If the question as to whether or not the parties are entitled to a jury is settled in the affirmative, it follows that this court has not the power to appoint a commissioner to take testimony over the objection of the party demanding the right of trial by jury, and *Page 109 the decision upon the question of a right to a trial by jury will settle the other proposition involved.

In mandamus proceedings it is found, by an examination of the authorities, and it seems to be well settled, that such an action was a common law action, and in some states of the union, under codes similar to ours, it is held that where an issue of fact is raised on the pleadings that either party may have a trial by jury.

The supreme court of Kansas, so far as we have been able to determine by an examination of the authorities, has not passed upon this question directly.

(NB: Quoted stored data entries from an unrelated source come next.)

//! Document-level operations on assessment records.
//!
//! Documents are JSON objects keyed by a generated id under a per-user
//! prefix (see `nutricare_core::doc_keys`). Every write is a whole-document
//! create — there are no partial updates anywhere in the system. No retries
//! and no timeouts beyond what the SDK provides; failures surface to the
//! caller, who may retry the action.

use jiff::Timestamp;
use serde_json::{Value, json};
use tracing::{info, warn};
use uuid::Uuid;

use aws_sdk_s3::Client;
use nutricare_core::doc_keys;
use nutricare_core::models::{StoredAssessment, lookup_path};

use crate::error::StorageError;
use crate::objects;

/// Create a new document under the prefix. Generates the id and stamps the
/// store-assigned `savedAtServer` timestamp, which is the highest-priority
/// sort-date source on read.
pub async fn create_document(
    client: &Client,
    bucket: &str,
    prefix: &str,
    mut doc: Value,
) -> Result<String, StorageError> {
    let id = Uuid::new_v4().to_string();
    let now = Timestamp::now();
    if let Some(root) = doc.as_object_mut() {
        root.insert(
            "savedAtServer".to_string(),
            json!({
                "seconds": now.as_second(),
                "nanos": now.subsec_nanosecond(),
            }),
        );
    }

    let key = doc_keys::assessment_file(prefix, &id);
    let body = serde_json::to_vec_pretty(&doc)?;
    objects::put_object(client, bucket, &key, body, Some("application/json")).await?;

    info!(key = %key, "document created");
    Ok(id)
}

/// Fetch a single document by id.
pub async fn get_document(
    client: &Client,
    bucket: &str,
    prefix: &str,
    id: &str,
) -> Result<StoredAssessment, StorageError> {
    let key = doc_keys::assessment_file(prefix, id);
    let body = objects::get_object(client, bucket, &key).await?;
    let doc: Value = serde_json::from_slice(&body)?;
    Ok(StoredAssessment::new(id, doc))
}

/// List every document under the prefix. No server-side ordering is
/// assumed — the date representation varies across writer generations, so
/// sorting happens after load. Unparseable documents are skipped, not
/// fatal.
pub async fn list_documents(
    client: &Client,
    bucket: &str,
    prefix: &str,
) -> Result<Vec<StoredAssessment>, StorageError> {
    let keys = objects::list_objects(client, bucket, prefix).await?;

    let mut records = Vec::with_capacity(keys.len());
    for key in &keys {
        let body = objects::get_object(client, bucket, key).await?;
        match serde_json::from_slice::<Value>(&body) {
            Ok(doc) => {
                let id = document_id(key, prefix);
                records.push(StoredAssessment::new(id, doc));
            }
            Err(e) => {
                warn!(key = %key, error = %e, "skipping unparseable document");
            }
        }
    }

    Ok(records)
}

/// List documents whose nested field (dotted path, e.g.
/// `generalInfo.documentNumber`) equals the expected value. The filter is
/// evaluated client-side over the listing; values are compared structurally
/// and, failing that, as trimmed strings so number/string vintages match.
pub async fn query_documents(
    client: &Client,
    bucket: &str,
    prefix: &str,
    field_path: &str,
    expected: &Value,
) -> Result<Vec<StoredAssessment>, StorageError> {
    let records = list_documents(client, bucket, prefix).await?;
    Ok(records
        .into_iter()
        .filter(|record| {
            lookup_path(&record.doc, field_path)
                .map(|actual| values_match(actual, expected))
                .unwrap_or(false)
        })
        .collect())
}

/// Delete a document by id.
pub async fn delete_document(
    client: &Client,
    bucket: &str,
    prefix: &str,
    id: &str,
) -> Result<(), StorageError> {
    let key = doc_keys::assessment_file(prefix, id);
    objects::delete_object(client, bucket, &key).await?;
    info!(key = %key, "document deleted");
    Ok(())
}

fn document_id(key: &str, prefix: &str) -> String {
    key.strip_prefix(prefix)
        .unwrap_or(key)
        .strip_suffix(".json")
        .unwrap_or(key)
        .to_string()
}

fn values_match(actual: &Value, expected: &Value) -> bool {
    if actual == expected {
        return true;
    }
    match (actual, expected) {
        (Value::String(_) | Value::Number(_), Value::String(_) | Value::Number(_)) => {
            display_string(actual) == display_string(expected)
        }
        _ => false,
    }
}

fn display_string(value: &Value) -> String {
    match value {
        Value::String(s) => s.trim().to_string(),
        other => other.to_string(),
    }
}
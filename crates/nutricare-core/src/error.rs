use thiserror::Error;

#[derive(Debug, Error)]
pub enum CoreError {
    #[error("serialization error: {0}")]
    Serialization(#[from] serde_json::Error),

    #[error("missing required field: {0}")]
    MissingField(String),

    #[error("invalid assessment type: {0}")]
    InvalidKind(String),
}
//! Document key/path conventions.
//!
//! Pure string functions — no AWS dependency. These define the canonical
//! layout of assessment documents in the nutricare bucket. The
//! `(namespace, user_id)` pair is the ownership boundary: every key a user
//! can reach lives under their own prefix.

pub fn assessments_prefix(namespace: &str, user_id: &str) -> String {
    format!("{namespace}/users/{user_id}/assessments/")
}

pub fn assessment_file(prefix: &str, id: &str) -> String {
    format!("{prefix}{id}.json")
}
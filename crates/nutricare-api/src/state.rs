use std::collections::HashMap;
use std::sync::Arc;

use tokio::sync::Mutex;
use uuid::Uuid;

use nutricare_core::doc_keys;
use nutricare_core::followup::FollowUpSession;

use crate::config::AppConfig;

/// An active follow-up form session, owned by the user who started it.
pub struct SessionEntry {
    pub owner: String,
    pub session: FollowUpSession,
}

/// Shared application state, injected into all route handlers via Axum
/// state.
#[derive(Clone)]
pub struct AppState {
    pub s3: aws_sdk_s3::Client,
    pub cognito: aws_sdk_cognitoidentityprovider::Client,
    pub aws: aws_config::SdkConfig,
    pub config: Arc<AppConfig>,
    /// In-memory follow-up sessions. Each session has exactly one writer
    /// (its form); the map itself is only contended on insert/remove.
    pub sessions: Arc<Mutex<HashMap<Uuid, SessionEntry>>>,
}

impl AppState {
    pub fn assessments_prefix(&self, user_id: &str) -> String {
        doc_keys::assessments_prefix(&self.config.namespace, user_id)
    }
}
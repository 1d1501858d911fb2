use thiserror::Error;

#[derive(Debug, Error)]
pub enum StorageError {
    #[error("object not found: {key}")]
    NotFound { key: String },

    #[error("serialization error: {0}")]
    Serialization(#[from] serde_json::Error),

    #[error("S3 GetObject error: {0}")]
    GetObject(String),

    #[error("S3 PutObject error: {0}")]
    PutObject(String),

    #[error("S3 DeleteObject error: {0}")]
    DeleteObject(String),

    #[error("S3 ListObjects error: {0}")]
    ListObjects(String),

    #[error("AWS config error: {0}")]
    Config(String),
}
use axum::Json;
use axum::http::StatusCode;
use axum::response::{IntoResponse, Response};
use serde::Serialize;

use nutricare_core::error::CoreError;
use nutricare_core::followup::FollowUpError;

/// Unified API error type for all route handlers.
///
/// Transport failures keep their underlying message — the user sees what
/// happened and may retry the action; nothing is retried automatically.
#[derive(Debug)]
pub enum ApiError {
    NotFound(String),
    BadRequest(String),
    Unauthorized(String),
    Conflict(String),
    BadGateway(String),
    Internal(String),
}

#[derive(Serialize)]
struct ErrorBody {
    error: String,
}

impl IntoResponse for ApiError {
    fn into_response(self) -> Response {
        let (status, message) = match self {
            ApiError::NotFound(msg) => (StatusCode::NOT_FOUND, msg),
            ApiError::BadRequest(msg) => (StatusCode::BAD_REQUEST, msg),
            ApiError::Unauthorized(msg) => (StatusCode::UNAUTHORIZED, msg),
            ApiError::Conflict(msg) => (StatusCode::CONFLICT, msg),
            ApiError::BadGateway(msg) => (StatusCode::BAD_GATEWAY, msg),
            ApiError::Internal(msg) => {
                tracing::error!("internal error: {msg}");
                (
                    StatusCode::INTERNAL_SERVER_ERROR,
                    "internal server error".to_string(),
                )
            }
        };

        (status, Json(ErrorBody { error: message })).into_response()
    }
}

impl From<nutricare_storage::error::StorageError> for ApiError {
    fn from(e: nutricare_storage::error::StorageError) -> Self {
        match e {
            nutricare_storage::error::StorageError::NotFound { key } => {
                ApiError::NotFound(format!("record not found: {key}"))
            }
            other => ApiError::BadGateway(other.to_string()),
        }
    }
}

impl From<nutricare_bedrock::error::BedrockError> for ApiError {
    fn from(e: nutricare_bedrock::error::BedrockError) -> Self {
        ApiError::BadGateway(e.to_string())
    }
}

impl From<nutricare_auth::error::AuthError> for ApiError {
    fn from(e: nutricare_auth::error::AuthError) -> Self {
        ApiError::Unauthorized(e.to_string())
    }
}

impl From<CoreError> for ApiError {
    fn from(e: CoreError) -> Self {
        match e {
            CoreError::MissingField(_) | CoreError::InvalidKind(_) => {
                ApiError::BadRequest(e.to_string())
            }
            CoreError::Serialization(_) => ApiError::Internal(e.to_string()),
        }
    }
}

impl From<FollowUpError> for ApiError {
    fn from(e: FollowUpError) -> Self {
        match e {
            FollowUpError::NoParentAssessment => ApiError::BadRequest(e.to_string()),
            // Distinct fatal condition: the user must redo the
            // recalculation step, not fix a form field.
            FollowUpError::RecalculationMissing | FollowUpError::AlreadySaved => {
                ApiError::Conflict(e.to_string())
            }
            FollowUpError::Core(inner) => ApiError::from(inner),
        }
    }
}

impl From<serde_json::Error> for ApiError {
    fn from(e: serde_json::Error) -> Self {
        ApiError::BadRequest(e.to_string())
    }
}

This writ anciently was a high prerogative writ, but in the states of this Union, and under the decision of the supreme court of the United States, this action has lost, to a considerable extent, its ancient characteristics. It is not now considered, in most of the states of the Union, as anything more than a civil action. And in the procedure governing the trial of causes such procedure is assimilated, as nearly as possible, to the codes of the several states, and it is treated as a civil provision, and as an ordinary civil action in most of the states. The only features now possessed by this proceeding, in common with those originally possessed, are the features which grant to the court the discretionary power of issuing the alternative or peremptory writ of mandamus and bringing the parties into court.

In the case under consideration an issue of fact has been squarely joined by the return to the alternative writ.

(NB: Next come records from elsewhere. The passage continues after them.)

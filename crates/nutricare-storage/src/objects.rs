use aws_sdk_s3::Client;
use aws_smithy_types::byte_stream::ByteStream;

use crate::error::StorageError;

/// Get an object's bytes from S3.
pub async fn get_object(client: &Client, bucket: &str, key: &str) -> Result<Vec<u8>, StorageError> {
    let resp = client
        .get_object()
        .bucket(bucket)
        .key(key)
        .send()
        .await
        .map_err(|e| {
            let err = e.into_service_error();
            if err.is_no_such_key() {
                StorageError::NotFound {
                    key: key.to_string(),
                }
            } else {
                StorageError::GetObject(err.to_string())
            }
        })?;

    let body = resp
        .body
        .collect()
        .await
        .map_err(|e| StorageError::GetObject(e.to_string()))?
        .into_bytes()
        .to_vec();

    Ok(body)
}

/// Put an object to S3.
pub async fn put_object(
    client: &Client,
    bucket: &str,
    key: &str,
    body: Vec<u8>,
    content_type: Option<&str>,
) -> Result<(), StorageError> {
    let mut req = client
        .put_object()
        .bucket(bucket)
        .key(key)
        .body(ByteStream::from(body));

    if let Some(ct) = content_type {
        req = req.content_type(ct);
    }

    req.send()
        .await
        .map_err(|e| StorageError::PutObject(e.into_service_error().to_string()))?;

    Ok(())
}

/// Delete an object from S3.
pub async fn delete_object(client: &Client, bucket: &str, key: &str) -> Result<(), StorageError> {
    client
        .delete_object()
        .bucket(bucket)
        .key(key)
        .send()
        .await
        .map_err(|e| StorageError::DeleteObject(e.into_service_error().to_string()))?;

    Ok(())
}

/// List object keys under a prefix.
pub async fn list_objects(
    client: &Client,
    bucket: &str,
    prefix: &str,
) -> Result<Vec<String>, StorageError> {
    let mut keys = Vec::new();
    let mut continuation_token: Option<String> = None;

    loop {
        let mut req = client.list_objects_v2().bucket(bucket).prefix(prefix);

        if let Some(token) = &continuation_token {
            req = req.continuation_token(token);
        }

        let resp = req
            .send()
            .await
            .map_err(|e| StorageError::ListObjects(e.into_service_error().to_string()))?;

        for obj in resp.contents() {
            if let Some(key) = obj.key() {
                keys.push(key.to_string());
            }
        }

        if resp.is_truncated() == Some(true) {
            continuation_token = resp.next_continuation_token().map(|s| s.to_string());
        } else {
            break;
        }
    }

    Ok(keys)
}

As we view the authorities, such issue of fact can be tried by a jury, and under most of the codes of the states which have passed upon this question, I recall but one now, hold that a trial by jury is a matter of right rather than discretionary upon the *Page 110 part of the court. But this court in passing upon the question presented to it on yesterday as to whether or not the court would consider this a case which should be governed by the rules of pleading as laid down by the code, held to the view that this is such an action that where issues were joined in accordance with the provisions of the code relating to the trial of civil actions in the district court, and in that decision this court practically held that in mandamus proceedings, as well as in any other proceeding of a civil nature, the rules of practice as laid down for the trial of causes in the district court should govern in this court in such cases. Therefore, we are of the opinion that a trial by jury may be had in this cause; that the parties are entitled as a matter of right to a trial by jury in mandamus proceedings where an issue of fact is joined.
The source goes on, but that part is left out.